// SPDX-License-Identifier: GPL-3.0-or-later WITH Classpath-exception-2.0
// This file is part of FilBeam.
//
// Copyright (c) 2025 FilBeam contributors.
//
// This program is free software: you can redistribute it and/or modify
// it under the terms of the GNU General Public License as published by
// the Free Software Foundation, either version 3 of the License, or
// (at your option) any later version.
//
// This program is distributed in the hope that it will be useful,
// but WITHOUT ANY WARRANTY; without even the implied warranty of
// MERCHANTABILITY or FITNESS FOR A PARTICULAR PURPOSE. See the
// GNU General Public License for more details.
//
// You should have received a copy of the GNU General Public License
// along with this program. If not, see <https://www.gnu.org/licenses/>.

//! Filecoin epoch arithmetic. An epoch is exactly 30 seconds, counted from
//! chain genesis.

/// Epoch duration in milliseconds.
pub const EPOCH_DURATION_MS: i64 = 30_000;

/// Filecoin mainnet genesis, 2020-08-24T22:00:00Z, in milliseconds.
pub const MAINNET_GENESIS_MS: i64 = 1_598_306_400_000;

/// Converts a block epoch to a unix timestamp in milliseconds.
pub fn epoch_to_timestamp_ms(genesis_ms: i64, epoch: u64) -> i64 {
	genesis_ms + epoch as i64 * EPOCH_DURATION_MS
}

/// Wall clock in unix milliseconds.
pub fn now_ms() -> i64 {
	std::time::SystemTime::now()
		.duration_since(std::time::UNIX_EPOCH)
		.expect("system clock after unix epoch; qed")
		.as_millis() as i64
}

#[cfg(test)]
mod tests {
	use super::*;

	#[test]
	fn genesis_epoch_is_genesis() {
		assert_eq!(epoch_to_timestamp_ms(MAINNET_GENESIS_MS, 0), MAINNET_GENESIS_MS);
	}

	#[test]
	fn each_epoch_adds_thirty_seconds() {
		assert_eq!(
			epoch_to_timestamp_ms(MAINNET_GENESIS_MS, 100),
			MAINNET_GENESIS_MS + 3_000_000
		);
	}
}
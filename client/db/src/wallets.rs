// SPDX-License-Identifier: GPL-3.0-or-later WITH Classpath-exception-2.0
// This file is part of FilBeam.
//
// Copyright (c) 2025 FilBeam contributors.
//
// This program is free software: you can redistribute it and/or modify
// it under the terms of the GNU General Public License as published by
// the Free Software Foundation, either version 3 of the License, or
// (at your option) any later version.
//
// This program is distributed in the hope that it will be useful,
// but WITHOUT ANY WARRANTY; without even the implied warranty of
// MERCHANTABILITY or FITNESS FOR A PARTICULAR PURPOSE. See the
// GNU General Public License for more details.
//
// You should have received a copy of the GNU General Public License
// along with this program. If not, see <https://www.gnu.org/licenses/>.

//! Wallet sanction-screening state.

use sqlx::Row;

use crate::Backend;

impl Backend {
	pub async fn upsert_wallet(
		&self,
		address: &str,
		is_sanctioned: bool,
		screened_at: i64,
	) -> Result<(), sqlx::Error> {
		sqlx::query(
			"INSERT INTO wallet_details(address, is_sanctioned, last_screened_at)
			VALUES (?, ?, ?)
			ON CONFLICT(address) DO UPDATE SET
				is_sanctioned = excluded.is_sanctioned,
				last_screened_at = excluded.last_screened_at",
		)
		.bind(address)
		.bind(is_sanctioned)
		.bind(screened_at)
		.execute(&self.pool)
		.await?;
		Ok(())
	}

	/// Wallets that were never screened or whose last screening predates
	/// `stale_before`, oldest first.
	pub async fn wallets_due_for_screening(
		&self,
		stale_before: i64,
		limit: u32,
	) -> Result<Vec<String>, sqlx::Error> {
		let rows = sqlx::query(
			"SELECT address FROM wallet_details
			WHERE last_screened_at IS NULL OR last_screened_at < ?
			ORDER BY IFNULL(last_screened_at, 0) ASC
			LIMIT ?",
		)
		.bind(stale_before)
		.bind(limit)
		.fetch_all(&self.pool)
		.await?;
		Ok(rows.iter().map(|row| row.get(0)).collect())
	}
}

TASK GOAL:
Every line of the material must be duplicated exactly.

RESULT:
// SPDX-License-Identifier: GPL-3.0-or-later WITH Classpath-exception-2.0
// This file is part of FilBeam.
//
// Copyright (c) 2025 FilBeam contributors.
//
// This program is free software: you can redistribute it and/or modify
// it under the terms of the GNU General Public License as published by
// the Free Software Foundation, either version 3 of the License, or
// (at your option) any later version.
//
// This program is distributed in the hope that it will be useful,
// but WITHOUT ANY WARRANTY; without even the implied warranty of
// MERCHANTABILITY or FITNESS FOR A PARTICULAR PURPOSE. See the
// GNU General Public License for more details.
//
// You should have received a copy of the GNU General Public License
// along with this program. If not, see <https://www.gnu.org/licenses/>.

//! Filecoin epoch arithmetic. An epoch is exactly 30 seconds, counted from
//! chain genesis.

/// Epoch duration in milliseconds.
pub const EPOCH_DURATION_MS: i64 = 30_000;

/// Filecoin mainnet genesis, 2020-08-24T22:00:00Z, in milliseconds.
pub const MAINNET_GENESIS_MS: i64 = 1_598_306_400_000;

/// Converts a block epoch to a unix timestamp in milliseconds.
pub fn epoch_to_timestamp_ms(genesis_ms: i64, epoch: u64) -> i64 {
	genesis_ms + epoch as i64 * EPOCH_DURATION_MS
}

/// Wall clock in unix milliseconds.
pub fn now_ms() -> i64 {
	std::time::SystemTime::now()
		.duration_since(std::time::UNIX_EPOCH)
		.expect("system clock after unix epoch; qed")
		.as_millis() as i64
}

#[cfg(test)]
mod tests {
	use super::*;

	#[test]
	fn genesis_epoch_is_genesis() {
		assert_eq!(epoch_to_timestamp_ms(MAINNET_GENESIS_MS, 0), MAINNET_GENESIS_MS);
	}

	#[test]
	fn each_epoch_adds_thirty_seconds() {
		assert_eq!(
			epoch_to_timestamp_ms(MAINNET_GENESIS_MS, 100),
			MAINNET_GENESIS_MS + 3_000_000
		);
	}
}
filename client/db/src/wallets.rs
// SPDX-License-Identifier: GPL-3.0-or-later WITH Classpath-exception-2.0
// This file is part of FilBeam.
//
// Copyright (c) 2025 FilBeam contributors.
//
// This program is free software: you can redistribute it and/or modify
// it under the terms of the GNU General Public License as published by
// the Free Software Foundation, either version 3 of the License, or
// (at your option) any later version.
//
// This program is distributed in the hope that it will be useful,
// but WITHOUT ANY WARRANTY; without even the implied warranty of
// MERCHANTABILITY or FITNESS FOR A PARTICULAR PURPOSE. See the
// GNU General Public License for more details.
//
// You should have received a copy of the GNU General Public License
// along with this program. If not, see <https://www.gnu.org/licenses/>.

//! Wallet sanction-screening state.

use sqlx::Row;

use crate::Backend;

impl Backend {
	pub async fn upsert_wallet(
		&self,
		address: &str,
		is_sanctioned: bool,
		screened_at: i64,
	) -> Result<(), sqlx::Error> {
		sqlx::query(
			"INSERT INTO wallet_details(address, is_sanctioned, last_screened_at)
			VALUES (?, ?, ?)
			ON CONFLICT(address) DO UPDATE SET
				is_sanctioned = excluded.is_sanctioned,
				last_screened_at = excluded.last_screened_at",
		)
		.bind(address)
		.bind(is_sanctioned)
		.bind(screened_at)
		.execute(&self.pool)
		.await?;
		Ok(())
	}

	/// Wallets that were never screened or whose last screening predates
	/// `stale_before`, oldest first.
	pub async fn wallets_due_for_screening(
		&self,
		stale_before: i64,
		limit: u32,
	) -> Result<Vec<String>, sqlx::Error> {
		let rows = sqlx::query(
			"SELECT address FROM wallet_details
			WHERE last_screened_at IS NULL OR last_screened_at < ?
			ORDER BY IFNULL(last_screened_at, 0) ASC
			LIMIT ?",
		)
		.bind(stale_before)
		.bind(limit)
		.fetch_all(&self.pool)
		.await?;
		Ok(rows.iter().map(|row| row.get(0)).collect())
	}
}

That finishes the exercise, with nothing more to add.